Tally every line of the material where "HermodBuilder" occurs, then write the total by itself.

☆ ☆ ☆ ☆ ☆ ☆ ☆

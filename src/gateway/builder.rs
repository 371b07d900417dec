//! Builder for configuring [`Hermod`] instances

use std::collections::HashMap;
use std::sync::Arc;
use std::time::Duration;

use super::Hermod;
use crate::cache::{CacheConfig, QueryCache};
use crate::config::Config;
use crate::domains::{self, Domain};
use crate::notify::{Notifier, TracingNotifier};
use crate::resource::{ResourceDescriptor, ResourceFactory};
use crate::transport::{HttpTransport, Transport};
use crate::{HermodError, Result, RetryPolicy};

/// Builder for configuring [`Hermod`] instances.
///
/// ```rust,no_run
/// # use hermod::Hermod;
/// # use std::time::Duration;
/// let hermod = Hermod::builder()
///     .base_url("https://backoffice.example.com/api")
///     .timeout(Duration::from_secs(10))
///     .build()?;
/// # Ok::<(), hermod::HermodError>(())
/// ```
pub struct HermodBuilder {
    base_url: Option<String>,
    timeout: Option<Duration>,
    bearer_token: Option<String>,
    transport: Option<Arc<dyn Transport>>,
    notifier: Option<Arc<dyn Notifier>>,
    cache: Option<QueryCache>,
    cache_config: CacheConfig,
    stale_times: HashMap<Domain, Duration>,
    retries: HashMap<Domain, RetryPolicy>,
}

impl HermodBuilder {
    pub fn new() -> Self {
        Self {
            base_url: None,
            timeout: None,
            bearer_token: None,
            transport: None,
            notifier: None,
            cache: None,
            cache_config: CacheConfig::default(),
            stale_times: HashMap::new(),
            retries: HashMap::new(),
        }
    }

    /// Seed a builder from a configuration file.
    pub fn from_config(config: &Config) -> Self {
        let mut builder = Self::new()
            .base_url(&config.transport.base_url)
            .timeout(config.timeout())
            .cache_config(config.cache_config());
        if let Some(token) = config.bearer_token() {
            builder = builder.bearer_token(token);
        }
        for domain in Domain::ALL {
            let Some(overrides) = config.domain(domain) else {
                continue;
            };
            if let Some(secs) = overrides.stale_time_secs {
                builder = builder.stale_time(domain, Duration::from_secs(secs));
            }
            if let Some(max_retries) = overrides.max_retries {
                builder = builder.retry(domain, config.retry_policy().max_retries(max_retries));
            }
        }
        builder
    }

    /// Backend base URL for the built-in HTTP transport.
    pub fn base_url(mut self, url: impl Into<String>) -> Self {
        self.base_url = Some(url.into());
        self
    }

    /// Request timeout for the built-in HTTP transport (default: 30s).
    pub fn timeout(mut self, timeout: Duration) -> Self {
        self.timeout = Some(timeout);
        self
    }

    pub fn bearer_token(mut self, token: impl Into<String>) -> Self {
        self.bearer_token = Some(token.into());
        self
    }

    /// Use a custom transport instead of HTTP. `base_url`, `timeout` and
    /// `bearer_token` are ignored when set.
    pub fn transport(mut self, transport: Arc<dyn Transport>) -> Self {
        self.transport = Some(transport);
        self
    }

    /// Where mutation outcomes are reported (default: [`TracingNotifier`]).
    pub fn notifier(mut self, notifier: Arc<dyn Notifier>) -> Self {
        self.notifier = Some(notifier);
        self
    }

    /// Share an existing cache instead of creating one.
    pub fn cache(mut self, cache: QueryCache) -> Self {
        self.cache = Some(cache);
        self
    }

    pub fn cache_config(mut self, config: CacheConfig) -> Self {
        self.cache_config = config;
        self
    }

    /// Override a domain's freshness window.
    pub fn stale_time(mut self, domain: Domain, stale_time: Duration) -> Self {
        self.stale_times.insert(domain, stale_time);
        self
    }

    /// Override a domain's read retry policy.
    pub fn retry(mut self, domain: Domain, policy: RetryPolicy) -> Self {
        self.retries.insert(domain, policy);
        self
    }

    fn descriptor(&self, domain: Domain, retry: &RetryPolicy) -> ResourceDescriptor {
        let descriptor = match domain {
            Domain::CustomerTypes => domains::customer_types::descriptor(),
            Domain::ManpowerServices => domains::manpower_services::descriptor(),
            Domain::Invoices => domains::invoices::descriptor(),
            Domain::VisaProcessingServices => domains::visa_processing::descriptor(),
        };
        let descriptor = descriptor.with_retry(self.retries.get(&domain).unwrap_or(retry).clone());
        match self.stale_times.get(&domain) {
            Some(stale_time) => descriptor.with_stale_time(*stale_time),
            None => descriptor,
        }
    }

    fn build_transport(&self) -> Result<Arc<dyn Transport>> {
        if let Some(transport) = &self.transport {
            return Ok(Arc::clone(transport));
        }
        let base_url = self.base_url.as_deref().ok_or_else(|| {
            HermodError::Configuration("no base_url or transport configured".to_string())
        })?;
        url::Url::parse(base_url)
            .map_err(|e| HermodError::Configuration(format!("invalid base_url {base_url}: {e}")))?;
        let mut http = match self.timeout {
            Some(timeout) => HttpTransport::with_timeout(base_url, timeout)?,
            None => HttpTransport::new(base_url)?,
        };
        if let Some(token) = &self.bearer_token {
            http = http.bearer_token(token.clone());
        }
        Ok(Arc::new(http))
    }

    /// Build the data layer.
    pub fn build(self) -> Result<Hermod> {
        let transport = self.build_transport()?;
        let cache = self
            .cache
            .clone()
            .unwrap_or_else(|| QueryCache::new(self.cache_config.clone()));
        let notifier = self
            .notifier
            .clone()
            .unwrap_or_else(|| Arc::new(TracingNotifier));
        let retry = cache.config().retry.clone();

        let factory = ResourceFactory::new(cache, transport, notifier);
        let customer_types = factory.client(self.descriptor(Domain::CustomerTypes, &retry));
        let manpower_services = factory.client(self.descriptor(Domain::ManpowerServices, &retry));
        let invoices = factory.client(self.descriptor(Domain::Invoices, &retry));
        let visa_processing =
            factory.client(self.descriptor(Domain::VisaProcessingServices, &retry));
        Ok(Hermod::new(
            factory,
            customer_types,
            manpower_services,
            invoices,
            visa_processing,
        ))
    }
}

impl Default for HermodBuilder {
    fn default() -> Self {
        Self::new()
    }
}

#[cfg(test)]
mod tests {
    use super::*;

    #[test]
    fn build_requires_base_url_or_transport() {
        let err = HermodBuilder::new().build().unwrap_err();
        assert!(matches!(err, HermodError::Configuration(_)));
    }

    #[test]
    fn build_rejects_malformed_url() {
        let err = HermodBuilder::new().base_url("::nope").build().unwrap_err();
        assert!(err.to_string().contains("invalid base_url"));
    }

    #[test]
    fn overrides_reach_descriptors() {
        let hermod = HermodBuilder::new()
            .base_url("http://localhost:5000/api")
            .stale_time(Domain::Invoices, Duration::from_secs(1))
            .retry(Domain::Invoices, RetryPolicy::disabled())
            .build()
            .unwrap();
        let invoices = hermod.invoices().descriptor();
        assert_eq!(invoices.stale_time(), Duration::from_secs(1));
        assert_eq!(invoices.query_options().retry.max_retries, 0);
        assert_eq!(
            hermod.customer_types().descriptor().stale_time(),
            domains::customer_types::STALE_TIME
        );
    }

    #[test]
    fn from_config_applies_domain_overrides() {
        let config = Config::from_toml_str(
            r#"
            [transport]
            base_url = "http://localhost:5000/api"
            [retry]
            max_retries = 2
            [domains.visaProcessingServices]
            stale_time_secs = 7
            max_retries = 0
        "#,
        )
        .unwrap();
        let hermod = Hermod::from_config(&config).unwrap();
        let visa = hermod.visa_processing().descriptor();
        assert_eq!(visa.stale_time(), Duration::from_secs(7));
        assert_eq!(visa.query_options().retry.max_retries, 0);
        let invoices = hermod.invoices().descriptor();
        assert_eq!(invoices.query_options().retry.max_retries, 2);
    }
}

☆ ☆ ☆ ☆ ☆ ☆ ☆

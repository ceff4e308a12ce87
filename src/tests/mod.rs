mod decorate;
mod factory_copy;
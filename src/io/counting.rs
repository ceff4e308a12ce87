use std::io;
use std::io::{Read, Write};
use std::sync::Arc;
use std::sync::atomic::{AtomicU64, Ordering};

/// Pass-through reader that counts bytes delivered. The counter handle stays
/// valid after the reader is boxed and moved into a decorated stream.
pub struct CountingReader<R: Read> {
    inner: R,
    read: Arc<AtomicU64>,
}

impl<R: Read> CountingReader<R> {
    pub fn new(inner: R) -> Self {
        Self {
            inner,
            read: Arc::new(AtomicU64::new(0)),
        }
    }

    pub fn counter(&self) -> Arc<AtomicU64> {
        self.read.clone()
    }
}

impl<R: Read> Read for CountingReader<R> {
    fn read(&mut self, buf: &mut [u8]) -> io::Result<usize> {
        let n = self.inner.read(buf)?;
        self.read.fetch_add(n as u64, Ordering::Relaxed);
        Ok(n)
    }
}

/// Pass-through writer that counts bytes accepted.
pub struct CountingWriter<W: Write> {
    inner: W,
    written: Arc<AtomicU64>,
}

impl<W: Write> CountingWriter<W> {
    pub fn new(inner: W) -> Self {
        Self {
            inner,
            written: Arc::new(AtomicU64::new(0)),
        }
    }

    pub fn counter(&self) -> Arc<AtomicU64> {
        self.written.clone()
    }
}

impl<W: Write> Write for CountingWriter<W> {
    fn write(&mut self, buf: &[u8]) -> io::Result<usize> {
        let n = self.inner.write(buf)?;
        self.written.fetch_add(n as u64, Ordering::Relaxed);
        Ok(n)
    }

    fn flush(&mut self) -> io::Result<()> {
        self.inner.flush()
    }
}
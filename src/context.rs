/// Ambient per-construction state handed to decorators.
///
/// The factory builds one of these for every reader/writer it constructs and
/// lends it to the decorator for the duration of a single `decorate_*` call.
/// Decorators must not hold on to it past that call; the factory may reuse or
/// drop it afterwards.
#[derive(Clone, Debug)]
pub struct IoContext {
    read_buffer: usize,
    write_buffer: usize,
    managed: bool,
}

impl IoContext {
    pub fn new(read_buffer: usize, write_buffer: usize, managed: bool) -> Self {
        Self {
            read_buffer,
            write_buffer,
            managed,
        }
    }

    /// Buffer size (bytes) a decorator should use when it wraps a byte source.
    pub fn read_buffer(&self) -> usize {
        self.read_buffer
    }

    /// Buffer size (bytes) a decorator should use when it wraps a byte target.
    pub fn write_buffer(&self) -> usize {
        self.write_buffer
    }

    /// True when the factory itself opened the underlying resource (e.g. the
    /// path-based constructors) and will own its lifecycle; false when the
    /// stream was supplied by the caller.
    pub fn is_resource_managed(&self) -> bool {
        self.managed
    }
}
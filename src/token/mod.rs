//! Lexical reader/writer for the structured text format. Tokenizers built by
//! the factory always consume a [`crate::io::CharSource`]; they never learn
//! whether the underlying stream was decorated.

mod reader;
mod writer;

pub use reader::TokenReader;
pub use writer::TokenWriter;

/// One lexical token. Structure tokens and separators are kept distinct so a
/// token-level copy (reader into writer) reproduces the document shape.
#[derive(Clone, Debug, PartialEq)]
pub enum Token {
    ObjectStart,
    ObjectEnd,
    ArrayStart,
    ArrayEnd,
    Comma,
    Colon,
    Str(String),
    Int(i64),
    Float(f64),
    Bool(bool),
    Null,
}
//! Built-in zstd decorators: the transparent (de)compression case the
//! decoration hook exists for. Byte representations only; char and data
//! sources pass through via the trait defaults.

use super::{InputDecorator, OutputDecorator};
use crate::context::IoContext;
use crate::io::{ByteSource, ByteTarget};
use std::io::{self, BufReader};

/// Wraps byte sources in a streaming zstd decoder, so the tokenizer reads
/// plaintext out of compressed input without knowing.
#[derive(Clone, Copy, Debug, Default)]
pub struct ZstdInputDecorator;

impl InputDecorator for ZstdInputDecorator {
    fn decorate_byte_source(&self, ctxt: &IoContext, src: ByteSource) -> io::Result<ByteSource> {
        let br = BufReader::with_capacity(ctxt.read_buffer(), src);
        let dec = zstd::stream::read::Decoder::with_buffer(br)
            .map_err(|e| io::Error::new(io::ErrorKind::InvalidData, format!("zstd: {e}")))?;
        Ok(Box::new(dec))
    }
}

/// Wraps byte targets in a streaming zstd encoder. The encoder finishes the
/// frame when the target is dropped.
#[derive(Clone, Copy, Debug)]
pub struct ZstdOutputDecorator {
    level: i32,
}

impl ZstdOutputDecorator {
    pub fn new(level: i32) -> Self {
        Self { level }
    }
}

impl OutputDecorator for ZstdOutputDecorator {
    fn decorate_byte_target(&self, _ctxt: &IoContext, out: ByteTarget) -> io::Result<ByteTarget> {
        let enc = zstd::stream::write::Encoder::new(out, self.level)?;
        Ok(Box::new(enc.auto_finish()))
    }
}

☆ ☆ ☆ ☆ ☆ ☆ ☆

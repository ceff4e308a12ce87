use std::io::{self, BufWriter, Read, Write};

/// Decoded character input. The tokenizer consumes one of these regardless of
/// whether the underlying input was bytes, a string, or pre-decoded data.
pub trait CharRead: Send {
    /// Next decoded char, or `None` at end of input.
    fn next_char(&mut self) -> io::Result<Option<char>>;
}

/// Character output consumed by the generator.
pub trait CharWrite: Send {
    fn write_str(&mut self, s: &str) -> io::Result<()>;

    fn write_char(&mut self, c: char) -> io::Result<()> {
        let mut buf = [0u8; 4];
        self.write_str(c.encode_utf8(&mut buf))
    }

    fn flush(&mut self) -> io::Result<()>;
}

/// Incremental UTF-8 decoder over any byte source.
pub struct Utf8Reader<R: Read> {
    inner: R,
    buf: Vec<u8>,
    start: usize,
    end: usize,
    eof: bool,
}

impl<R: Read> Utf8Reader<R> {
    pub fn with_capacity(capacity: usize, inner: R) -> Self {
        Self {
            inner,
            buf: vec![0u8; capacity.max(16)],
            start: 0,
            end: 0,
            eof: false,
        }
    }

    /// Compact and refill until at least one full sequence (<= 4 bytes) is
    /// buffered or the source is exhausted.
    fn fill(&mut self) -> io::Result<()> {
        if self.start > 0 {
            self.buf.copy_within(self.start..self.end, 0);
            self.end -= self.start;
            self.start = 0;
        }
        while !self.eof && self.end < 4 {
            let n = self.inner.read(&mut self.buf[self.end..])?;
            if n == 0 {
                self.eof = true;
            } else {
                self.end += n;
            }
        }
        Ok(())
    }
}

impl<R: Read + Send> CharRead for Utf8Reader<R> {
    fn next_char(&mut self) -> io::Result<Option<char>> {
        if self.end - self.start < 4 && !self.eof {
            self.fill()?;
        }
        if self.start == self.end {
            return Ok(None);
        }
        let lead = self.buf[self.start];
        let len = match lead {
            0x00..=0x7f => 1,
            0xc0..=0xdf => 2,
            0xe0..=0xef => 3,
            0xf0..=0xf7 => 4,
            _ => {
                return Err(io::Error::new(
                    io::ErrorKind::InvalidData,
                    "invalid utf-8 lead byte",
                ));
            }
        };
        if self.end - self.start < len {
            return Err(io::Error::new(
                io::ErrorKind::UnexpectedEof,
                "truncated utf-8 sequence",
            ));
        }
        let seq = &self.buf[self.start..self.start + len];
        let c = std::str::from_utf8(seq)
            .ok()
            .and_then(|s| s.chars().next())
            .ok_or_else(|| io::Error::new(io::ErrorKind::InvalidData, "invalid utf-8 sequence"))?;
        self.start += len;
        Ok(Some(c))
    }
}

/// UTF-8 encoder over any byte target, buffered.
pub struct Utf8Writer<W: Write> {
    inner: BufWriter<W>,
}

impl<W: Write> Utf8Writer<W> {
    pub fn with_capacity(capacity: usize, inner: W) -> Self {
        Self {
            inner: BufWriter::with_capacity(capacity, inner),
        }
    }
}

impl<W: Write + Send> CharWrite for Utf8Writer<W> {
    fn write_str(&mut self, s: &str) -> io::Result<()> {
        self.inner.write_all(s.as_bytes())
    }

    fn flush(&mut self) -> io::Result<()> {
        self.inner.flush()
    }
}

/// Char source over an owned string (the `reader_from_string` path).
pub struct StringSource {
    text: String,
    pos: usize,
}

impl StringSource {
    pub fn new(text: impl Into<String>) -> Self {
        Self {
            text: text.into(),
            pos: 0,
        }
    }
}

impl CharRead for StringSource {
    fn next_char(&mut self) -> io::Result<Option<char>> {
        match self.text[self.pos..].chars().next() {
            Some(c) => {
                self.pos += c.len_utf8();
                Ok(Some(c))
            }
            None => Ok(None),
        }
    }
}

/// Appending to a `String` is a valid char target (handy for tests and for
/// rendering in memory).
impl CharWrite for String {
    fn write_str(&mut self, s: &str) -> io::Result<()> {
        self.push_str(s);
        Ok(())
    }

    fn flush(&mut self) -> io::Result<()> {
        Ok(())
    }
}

☆ ☆ ☆ ☆ ☆ ☆ ☆

- ANSWER BOX
6